My seminary teacher put it this way: “If Jesus didn’t defend himself before his accusers, he doesn’t need you to defend him either. Jesus simply loved people, told the truth, and let people come to their own conclusions about him. Instead of trying to prove that he was objectively right, he often spoke in parables with questionable and nuanced meanings. Rather than proving himself through logic, Jesus preferred to communicate with people through love.

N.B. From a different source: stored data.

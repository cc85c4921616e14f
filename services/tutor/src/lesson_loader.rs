use anyhow::{Context, Result, bail};
use serde::Deserialize;
use std::collections::HashSet;
use std::fs;
use std::path::Path;
use tutor_core::lesson::Section;

/// A lesson as loaded from disk.
#[derive(Debug, Clone, PartialEq)]
pub struct Lesson {
    pub title: Option<String>,
    pub sections: Vec<Section>,
}

// A lesson file is either a bare array of sections or an object with a title.
#[derive(Deserialize)]
#[serde(untagged)]
enum LessonFile {
    Sections(Vec<Section>),
    Titled {
        #[serde(default)]
        title: Option<String>,
        sections: Vec<Section>,
    },
}

pub fn load_lesson(path: &Path) -> Result<Lesson> {
    let raw = fs::read_to_string(path)
        .with_context(|| format!("Failed to read lesson file: {}", path.display()))?;
    parse_lesson(&raw).with_context(|| format!("Invalid lesson file: {}", path.display()))
}

pub fn parse_lesson(raw: &str) -> Result<Lesson> {
    let file: LessonFile =
        serde_json::from_str(raw).context("Lesson must be an array of sections or {title, sections}")?;
    let lesson = match file {
        LessonFile::Sections(sections) => Lesson {
            title: None,
            sections,
        },
        LessonFile::Titled { title, sections } => Lesson { title, sections },
    };

    let mut seen = HashSet::new();
    for (index, section) in lesson.sections.iter().enumerate() {
        if section.id.trim().is_empty() {
            bail!("Section {} has an empty id", index + 1);
        }
        if !seen.insert(section.id.as_str()) {
            bail!("Duplicate section id: {}", section.id);
        }
    }
    if lesson.sections.is_empty() {
        tracing::warn!("Lesson has no sections");
    }

    Ok(lesson)
}

#[cfg(test)]
mod tests {
    use super::*;
    use std::fs::File;
    use std::io::Write;
    use tempfile::tempdir;
    use tutor_core::lesson::SectionKind;

    #[test]
    fn test_load_titled_lesson() -> Result<()> {
        // 1. Arrange: Write a lesson file with a title and two sections.
        let dir = tempdir()?;
        let path = dir.path().join("light.json");
        let mut file = File::create(&path)?;
        writeln!(
            file,
            r#"{{
                "title": "Light",
                "sections": [
                    {{"id": "s1", "title": "What is light", "type": "content", "content": "Light is energy."}},
                    {{"id": "s2", "title": "Try it", "type": "activity", "content": "Use a prism.", "narration": "Grab a prism."}}
                ]
            }}"#
        )?;

        // 2. Act
        let lesson = load_lesson(&path)?;

        // 3. Assert
        assert_eq!(lesson.title.as_deref(), Some("Light"));
        assert_eq!(lesson.sections.len(), 2);
        assert_eq!(lesson.sections[0].kind, SectionKind::Content);
        assert_eq!(lesson.sections[0].narration, "");
        assert_eq!(lesson.sections[1].narration_text(), "Grab a prism.");
        Ok(())
    }

    #[test]
    fn test_load_bare_array() -> Result<()> {
        let lesson = parse_lesson(
            r#"[{"id": "m1", "title": "Colours", "type": "mnemonic", "content": "ROY G BIV"}]"#,
        )?;

        assert_eq!(lesson.title, None);
        assert_eq!(lesson.sections[0].id, "m1");
        assert_eq!(lesson.sections[0].kind, SectionKind::Mnemonic);
        Ok(())
    }

    #[test]
    fn test_rejects_duplicate_ids() {
        let err = parse_lesson(
            r#"[
                {"id": "s1", "title": "A", "type": "content", "content": "a"},
                {"id": "s1", "title": "B", "type": "script", "content": "b"}
            ]"#,
        )
        .unwrap_err();

        assert!(err.to_string().contains("Duplicate section id: s1"));
    }

    #[test]
    fn test_rejects_empty_id() {
        let err = parse_lesson(r#"[{"id": " ", "title": "A", "type": "content", "content": "a"}]"#)
            .unwrap_err();

        assert!(err.to_string().contains("empty id"));
    }

    #[test]
    fn test_rejects_unknown_section_type() {
        let result =
            parse_lesson(r#"[{"id": "s1", "title": "A", "type": "quiz", "content": "a"}]"#);

        assert!(result.is_err());
    }

    #[test]
    fn test_accepts_empty_lesson() -> Result<()> {
        let lesson = parse_lesson("[]")?;
        assert!(lesson.sections.is_empty());
        Ok(())
    }

    #[test]
    fn test_load_from_nonexistent_file() {
        // Arrange: Path to a file that does not exist.
        let path = Path::new("nonexistent_lesson_for_testing.json");

        // Act
        let result = load_lesson(path);

        // Assert
        assert!(result.is_err());
    }
}
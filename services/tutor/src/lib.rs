pub mod commands;
pub mod config;
pub mod console;
pub mod lesson_loader;
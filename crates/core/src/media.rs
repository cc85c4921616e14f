use crate::error::MediaError;

/// A capture device with an explicit acquire/release lifecycle.
pub trait CameraDevice: Send {
    fn acquire(&mut self) -> Result<(), MediaError>;
    fn release(&mut self);
}

/// On/off switch that owns a camera. The device is released when toggled off,
/// on [`CameraToggle::release`], and as a last resort on drop.
pub struct CameraToggle {
    device: Box<dyn CameraDevice>,
    active: bool,
}

impl CameraToggle {
    pub fn new(device: Box<dyn CameraDevice>) -> Self {
        Self {
            device,
            active: false,
        }
    }

    pub fn is_on(&self) -> bool {
        self.active
    }

    /// Flips the camera and returns the new state.
    pub fn toggle(&mut self) -> Result<bool, MediaError> {
        if self.active {
            self.release();
        } else {
            self.device.acquire()?;
            tracing::info!("Camera acquired");
            self.active = true;
        }
        Ok(self.active)
    }

    pub fn release(&mut self) {
        if self.active {
            self.device.release();
            self.active = false;
            tracing::info!("Camera released");
        }
    }
}

impl Drop for CameraToggle {
    fn drop(&mut self) {
        self.release();
    }
}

Paul on love and knowledge

As an apostle, Paul is known for his logical arguments and self-righteous attention to detail. He excelled in apologetics, but he also wrote this about the limits of human knowledge:

If I speak in the tongues of mortals and angels, but have no love, I am a noisy gong or a clanging cymbal. And if I have prophetic powers, and understand all mysteries and all knowledge, and if I have all faith, so as to move mountains, but have not love, I am not nothing. If I give everything I have, and if I give up my body to show off, but have no love, I gain nothing.

Love is patient; love is good; love is neither envious, nor boastful, nor arrogant, nor rude. He does not insist on his own way; he is neither irritable nor resentful; he does not rejoice in evil, but rejoices in truth. He supports everything, believes everything, hopes everything, endures everything.

Love never ends. But as for the prophecies, they will end; as for tongues, they will cease; as for knowledge, it will come to an end. For we only know in part, and we prophesy only in part; but when the complete comes, the partial will end. When I was a child, I spoke like a child, I thought like a child, I reasoned like a child; when I became an adult, I put an end to childish ways. For now we see in a mirror, dimly, but then we will see face to face. Now I only know in part; then I will know fully, as I have been fully known. And now, faith, hope, and love remains, those three; and the greatest of these is love (1 Corinthians 13 NRSVA).

At best, apologetics is an intellectual approach to understanding God through theology and science. At worst, apologetics are a way for arrogant and rude Christians to tell others that they are wrong, or even stupid, for not believing. Paul is right when he says it doesn’t matter what you know, if you say it without love, it’s nothing. In the end, nothing matters but the love you share with others. We have to admit that all we think we know now is like looking at ourselves in a blackened mirror. But a day will come when none of our theologies will matter. Knowledge will end. The boasting will cease. The reasoning will end. And all our attempts to be God’s public relations committee will fall apart, because the only thing that lasts is love.